One thing which gets no airplay in the US media is how scarily fascist the ruling party of India, the BJP, is. I was in Bombay during the "riots" (read:"pogroms") of Jan 1993 -- I have seen them in action. The BJP is associated with the Shiv Sena ("Shiva's Army") which is anti-Muslim, anti-Christian, anti-Sikh, anti-untouchable, anti-moderate Hindus -- in fact, anti-anybody who does not agree with their bigoted agenda. The Shiv Sena is hand-in-hand with the RSS, the same organization which assassinated Mahatma Gandhi and which literally uses as its training manual "Mein Kampf".

It has always irritated me how India gets all this wonderful publicity as "the world's biggest democracy" and people think of non-violence & Gandhi & sweetness & light when they think of India, when in fact it is quite the opposite. It is hard to have a real democracy in a country that big, nor where so much depends on everybody "knowing their place" in the heirarchy and staying there.

I think as long as we think of nuclear war as something which happens to someone else, somewhere else, rather than as something which happens to us, no matter where it happens or who is right under it, we are increasing the odds of it happening. In other words, until we accept our kinship with the whole human race and our joint tenancy of the entire planet, we aren't understanding the scope of the danger we all are in.

-- snoozy (bunny@northsound.net), January 02, 2002.


I agree whole heartedly with snooze, but at the same time I do feel that people should be prepared. I remember reading once an estimate of the volume of radiation in the atmosphere from nuke testing, bombs, accidents, etc; the figure was astounding; it knocked me on my ass. We are constantly being bombarded by this crap, every day. Grow your food, store your food, share your food, and spread peace with your life, go underground if you have to, but don't hide from the reality that we live in a nuclear disaster, and although the holocaust isn't measurable on the average North American's health status, it is there. Prepare for peace. Actualizing peace in your thoughts, and vision is not complacency.

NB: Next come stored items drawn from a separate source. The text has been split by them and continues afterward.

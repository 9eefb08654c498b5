//! HTTP side of factdeck: static hosting for the fact file, a health check,
//! and the bot webhook with its one-time registration endpoint.

pub mod bot;
pub mod polling;
pub mod telegram;

use anyhow::{Context, Result};
use axum::{
    Json, Router,
    body::Body,
    extract::{Query, State},
    http::{HeaderMap, StatusCode, header},
    response::{IntoResponse, Response},
    routing::get,
};
use serde::Deserialize;
use serde_json::json;
use std::{net::SocketAddr, path::Path, sync::Arc};
use tokio::{net::TcpListener, sync::watch};
use tower_http::{services::ServeDir, trace::TraceLayer};
use tracing::{error, info, warn};

use crate::config::ServerSettings;
use bot::Bot;
use telegram::{TelegramApi, Update};

pub const WEBHOOK_PATH: &str = "/api/bot";

/// Largest update body read; anything bigger is dropped unread.
pub const MAX_UPDATE_BYTES: usize = 1024 * 1024;

/// Shared state for axum handlers
#[derive(Clone)]
pub struct ServerState {
    pub bot: Arc<Bot>,
    pub setup_secret: Option<Arc<str>>,
}

#[derive(Debug, Deserialize)]
struct SetupQuery {
    setup: Option<String>,
    secret: Option<String>,
}

pub fn router(state: ServerState, public_dir: &Path) -> Router {
    Router::new()
        .route("/health", get(health))
        .route(
            WEBHOOK_PATH,
            get(register_webhook)
                .post(receive_update)
                .fallback(method_not_allowed),
        )
        .fallback_service(ServeDir::new(public_dir))
        .layer(TraceLayer::new_for_http())
        .with_state(state)
}

/// Run the HTTP service until Ctrl-C or SIGTERM. With `poll`, also long-poll
/// the Bot API for updates.
pub async fn serve(settings: ServerSettings, poll: bool) -> Result<()> {
    let api = Arc::new(TelegramApi::new(&settings.bot_token));
    let bot = Arc::new(Bot::new(api, settings.web_app_url.clone()));
    let state = ServerState {
        bot: Arc::clone(&bot),
        setup_secret: settings.setup_secret.as_deref().map(Arc::from),
    };
    if state.setup_secret.is_none() {
        warn!("no setup secret configured, webhook registration endpoint is disabled");
    }
    if !settings.public_dir.join("index.html").is_file() {
        warn!(
            public_dir = %settings.public_dir.display(),
            "no index.html to serve, the web app button will 404; run `trunk build --release` first"
        );
    }

    let app = router(state, &settings.public_dir);
    let addr = SocketAddr::from(([0, 0, 0, 0], settings.port));
    let listener = TcpListener::bind(addr)
        .await
        .with_context(|| format!("Failed to bind {addr}"))?;
    info!(%addr, public_dir = %settings.public_dir.display(), "web server listening");
    info!(web_app_url = %settings.web_app_url, "bot web app URL");

    let (stop_tx, stop_rx) = watch::channel(false);
    let poller = poll.then(|| tokio::spawn(polling::run(Arc::clone(&bot), stop_rx)));

    axum::serve(listener, app)
        .with_graceful_shutdown(async move {
            shutdown_signal().await;
            let _ = stop_tx.send(true);
        })
        .await
        .context("HTTP server failed")?;

    if let Some(poller) = poller {
        poller.await.context("Polling task panicked")?;
    }
    info!("stopped");
    Ok(())
}

async fn shutdown_signal() {
    let ctrl_c = async {
        if let Err(e) = tokio::signal::ctrl_c().await {
            error!("failed to listen for Ctrl-C: {e}");
            std::future::pending::<()>().await;
        }
    };

    #[cfg(unix)]
    let terminate = async {
        use tokio::signal::unix::{SignalKind, signal};
        match signal(SignalKind::terminate()) {
            Ok(mut sigterm) => {
                sigterm.recv().await;
            }
            Err(e) => {
                error!("failed to listen for SIGTERM: {e}");
                std::future::pending::<()>().await;
            }
        }
    };

    #[cfg(not(unix))]
    let terminate = std::future::pending::<()>();

    tokio::select! {
        _ = ctrl_c => info!("received Ctrl-C, shutting down"),
        _ = terminate => info!("received SIGTERM, shutting down"),
    }
}

/// Hand an update to the bot on the blocking pool. Failures are logged, never returned.
pub async fn dispatch(bot: Arc<Bot>, update: Update) {
    let update_id = update.update_id;
    match tokio::task::spawn_blocking(move || bot.handle_update(&update)).await {
        Ok(Ok(())) => {}
        Ok(Err(e)) => error!(update_id, "bot error: {e:#}"),
        Err(e) => error!(update_id, "bot task failed: {e}"),
    }
}

async fn health() -> Json<serde_json::Value> {
    Json(json!({ "ok": true }))
}

/// Always 200 so the provider never retries an update. The body is read by
/// hand so an oversized one is logged and dropped instead of becoming a 413.
async fn receive_update(State(state): State<ServerState>, body: Body) -> Json<serde_json::Value> {
    let body = match axum::body::to_bytes(body, MAX_UPDATE_BYTES).await {
        Ok(body) => body,
        Err(e) => {
            warn!("ignoring unreadable update: {e}");
            return Json(json!({ "ok": true }));
        }
    };
    match serde_json::from_slice::<Update>(&body) {
        Ok(update) => dispatch(Arc::clone(&state.bot), update).await,
        Err(e) => warn!("ignoring malformed update: {e}"),
    }
    Json(json!({ "ok": true }))
}

/// `GET /api/bot?setup=1&secret=...` points the provider's webhook at this host.
async fn register_webhook(
    State(state): State<ServerState>,
    Query(query): Query<SetupQuery>,
    headers: HeaderMap,
) -> Response {
    if query.setup.as_deref().is_none_or(str::is_empty) {
        return method_not_allowed().await;
    }

    let authorized = match (&state.setup_secret, &query.secret) {
        (Some(expected), Some(given)) => expected.as_ref() == given.as_str(),
        _ => false,
    };
    if !authorized {
        warn!("rejected webhook setup with missing or wrong secret");
        return (
            StatusCode::FORBIDDEN,
            Json(json!({ "ok": false, "error": "forbidden" })),
        )
            .into_response();
    }

    let Some(host) = headers.get(header::HOST).and_then(|v| v.to_str().ok()) else {
        return (
            StatusCode::BAD_REQUEST,
            Json(json!({ "ok": false, "error": "missing host header" })),
        )
            .into_response();
    };
    let proto = headers
        .get("x-forwarded-proto")
        .and_then(|v| v.to_str().ok())
        .and_then(|v| v.split(',').next())
        .map(str::trim)
        .unwrap_or("https");
    let webhook_url = format!("{proto}://{host}{WEBHOOK_PATH}");

    let api = state.bot.api();
    let url = webhook_url.clone();
    let result = tokio::task::spawn_blocking(move || api.set_webhook(&url))
        .await
        .map_err(anyhow::Error::from)
        .and_then(|r| r);

    match result {
        Ok(reply) => {
            if reply["ok"] == true {
                info!(%webhook_url, "webhook registered");
            } else {
                warn!(%webhook_url, reply = %reply, "webhook registration rejected");
            }
            Json(json!({ "ok": true, "webhookUrl": webhook_url, "setWebhook": reply }))
                .into_response()
        }
        Err(e) => {
            error!(%webhook_url, "webhook registration failed: {e:#}");
            (
                StatusCode::BAD_GATEWAY,
                Json(json!({ "ok": false, "error": format!("{e:#}") })),
            )
                .into_response()
        }
    }
}

async fn method_not_allowed() -> Response {
    (
        StatusCode::METHOD_NOT_ALLOWED,
        Json(json!({ "ok": false, "error": "method not allowed" })),
    )
        .into_response()
}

-- roberto pokachinni (pokachinni@yahoo.com), January 03, 2002.

GREAT reply, roberto!

-- Bonnie (chilton@stateline-isp.com), January 03, 2002.

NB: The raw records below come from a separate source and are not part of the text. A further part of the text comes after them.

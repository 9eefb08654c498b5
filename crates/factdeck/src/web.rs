//! Browser entry point: the same viewer, drawn into a canvas by eframe's web
//! runner, with facts fetched from the page's own origin.

use anyhow::{Result, anyhow};
use std::sync::mpsc::{self, Receiver};
use wasm_bindgen::{JsCast, JsValue};
use wasm_bindgen_futures::JsFuture;

use crate::app::FactDeckApp;
use crate::deck::Deck;
use crate::facts;
use crate::theme::Theme;

const CANVAS_ID: &str = "factdeck_canvas";
const LOADING_ID: &str = "loading";
const FACTS_URL: &str = "facts.txt";

pub fn start() {
    console_error_panic_hook::set_once();
    wasm_bindgen_futures::spawn_local(async {
        if let Err(e) = run().await {
            web_sys::console::error_1(&format!("factdeck failed to start: {e:#}").into());
        }
    });
}

async fn run() -> Result<()> {
    let document = web_sys::window()
        .and_then(|w| w.document())
        .ok_or_else(|| anyhow!("No document"))?;
    let canvas = document
        .get_element_by_id(CANVAS_ID)
        .ok_or_else(|| anyhow!("Missing #{CANVAS_ID}"))?
        .dyn_into::<web_sys::HtmlCanvasElement>()
        .map_err(|_| anyhow!("#{CANVAS_ID} is not a canvas"))?;

    let facts = facts::facts_or_placeholder(FACTS_URL, fetch_text(FACTS_URL).await);
    let deck = Deck::new(facts);
    tracing::debug!(facts = deck.fact_count(), "deck ready");

    eframe::WebRunner::new()
        .start(
            canvas,
            eframe::WebOptions::default(),
            Box::new(|_cc| {
                Ok(Box::new(FactDeckApp::new(
                    deck,
                    Theme::dark(),
                    Box::new(spawn_clipboard_write),
                )))
            }),
        )
        .await
        .map_err(js_error)?;

    if let Some(loading) = document.get_element_by_id(LOADING_ID) {
        loading.remove();
    }
    Ok(())
}

async fn fetch_text(url: &str) -> Result<String> {
    let window = web_sys::window().ok_or_else(|| anyhow!("No window"))?;
    let response: web_sys::Response = JsFuture::from(window.fetch_with_str(url))
        .await
        .map_err(js_error)?
        .dyn_into()
        .map_err(js_error)?;
    if !response.ok() {
        anyhow::bail!("GET {url} returned {}", response.status());
    }
    let text = JsFuture::from(response.text().map_err(js_error)?)
        .await
        .map_err(js_error)?;
    text.as_string()
        .ok_or_else(|| anyhow!("Response body from {url} is not text"))
}

fn spawn_clipboard_write(text: String) -> Receiver<Result<()>> {
    let (tx, rx) = mpsc::channel();
    wasm_bindgen_futures::spawn_local(async move {
        let _ = tx.send(write_clipboard(&text).await);
    });
    rx
}

/// `navigator.clipboard.writeText`, looked up dynamically since some
/// embedded webviews don't expose it.
async fn write_clipboard(text: &str) -> Result<()> {
    let window = web_sys::window().ok_or_else(|| anyhow!("No window"))?;
    let clipboard = js_sys::Reflect::get(&window.navigator(), &"clipboard".into())
        .map_err(js_error)?;
    if clipboard.is_undefined() {
        anyhow::bail!("Clipboard API unavailable");
    }
    let write_text: js_sys::Function = js_sys::Reflect::get(&clipboard, &"writeText".into())
        .map_err(js_error)?
        .dyn_into()
        .map_err(js_error)?;
    let promise: js_sys::Promise = write_text
        .call1(&clipboard, &JsValue::from_str(text))
        .map_err(js_error)?
        .dyn_into()
        .map_err(js_error)?;
    JsFuture::from(promise).await.map_err(js_error)?;
    Ok(())
}

fn js_error(value: JsValue) -> anyhow::Error {
    anyhow!("{}", value.as_string().unwrap_or_else(|| format!("{value:?}")))
}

I agree that everything will get here in the air sooner or later. I have been getting information, and doing what I can to be ready for smaller disasters. The big stuff I plan to do eventually, like a root/storm/bomb shelter. I don't think worrying will help, but neither can I ignore the times when I have to take care of my kids. I have to at least try to give them the best I can. I know that radioactive dust will penetrate a small greenhouse, so I do not know what ideas there could be for keeping your garden pure. I worry most about the dust, as if we were near the blast it wouldn't matter. :o) I would just hope to get to the shelter in time.

I have seen a kit you can buy for a cheep radiation meter, but I do not know how much my husband would spend on such a thing. Or if I could even figure it out when the time came! :o) Need to read more on this I guess.

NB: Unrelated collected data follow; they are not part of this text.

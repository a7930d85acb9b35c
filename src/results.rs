use crate::error::DownloadError;
use serde::{Deserialize, Serialize};
use std::path::PathBuf;

/// An image element as seen on the page at snapshot time
#[derive(Debug, Clone, PartialEq, Serialize, Deserialize)]
pub struct PageImage {
    /// Absolute URL of the image
    pub url: String,

    /// Rendered height in CSS pixels
    pub height: f64,
}

impl PageImage {
    pub fn new(url: impl Into<String>, height: f64) -> Self {
        Self {
            url: url.into(),
            height,
        }
    }
}

/// An image queued for download under a given filename
#[derive(Debug, Clone, PartialEq, Eq, Serialize)]
pub struct DownloadTask {
    pub url: String,
    pub filename: String,
}

impl DownloadTask {
    pub fn new(url: impl Into<String>, filename: impl Into<String>) -> Self {
        Self {
            url: url.into(),
            filename: filename.into(),
        }
    }
}

/// A download that reached the save target
#[derive(Debug, Clone, PartialEq, Eq, Serialize)]
pub struct SavedImage {
    pub url: String,
    pub path: PathBuf,
    pub bytes: usize,
}

/// A download that did not
#[derive(Debug, Clone, PartialEq, Eq, Serialize)]
pub struct Failure {
    pub url: String,
    pub reason: String,
}

/// Terminal state of a single download task
pub type Outcome = Result<SavedImage, DownloadError>;

/// Aggregate of every task in a run, built only after all of them settled
#[derive(Debug, Clone, Default, Serialize)]
pub struct Report {
    /// Number of download tasks submitted
    pub attempted: usize,
    pub succeeded: Vec<SavedImage>,
    pub failed: Vec<Failure>,
    /// Qualifying image URLs left out for lack of a filename
    pub skipped: Vec<String>,
}

impl Report {
    /// Classify settled outcomes, pairing each with the task that produced it
    pub fn from_outcomes(
        tasks: &[DownloadTask],
        outcomes: Vec<Outcome>,
        skipped: Vec<String>,
    ) -> Self {
        let mut report = Report {
            attempted: outcomes.len(),
            skipped,
            ..Report::default()
        };

        for (task, outcome) in tasks.iter().zip(outcomes) {
            match outcome {
                Ok(saved) => report.succeeded.push(saved),
                Err(e) => report.failed.push(Failure {
                    url: task.url.clone(),
                    reason: e.to_string(),
                }),
            }
        }

        report
    }

    /// Write the summary to the log
    pub fn log(&self) {
        ::log::info!(
            "{} image(s) downloaded, {} failed",
            self.succeeded.len(),
            self.failed.len()
        );
        for failure in &self.failed {
            ::log::warn!("  {}: {}", failure.url, failure.reason);
        }
        if !self.skipped.is_empty() {
            ::log::info!("{} image(s) skipped without a filename", self.skipped.len());
        }
    }
}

-- notnow (notnow@blabla.com), January 04, 2002.


Question: Even if you and your seeds were in a root cellar, what would be the effect of radiation or fallout on the soil? If covered in a deep mulch would it then be useable? Would water in a deep well be safe? I have not checked out the other internet sites that have been mentioned but how can homesteaders make the best of choices that would be available now or later? Thanks for your thoughts.

-- Marie (Mamafila@aol.com), January 04, 2002.

Fallout comes in the form of rain, snow and dust. It permeates everything it comes in contact with. Thus your seeds and you are fairly safe in a deep root cellar, provided you have at least two weeks supply of food and potable water....gas masks are useless. Having a good protected vented airpipe is more important as is a method of removing stale air and human waste.

If India and Pakistan go at it, there won't be much in the way of fallout over in the mid-central/mid-south states. Up along the Highline, Alaska and in Canada--yes, much greater possibility. All is dependent upon the upper air jet stream.

Protection from blast? Not necessary unless you're within 25-mi of detonation. I'm more nervous about the local sites than I am about India/Pakistan.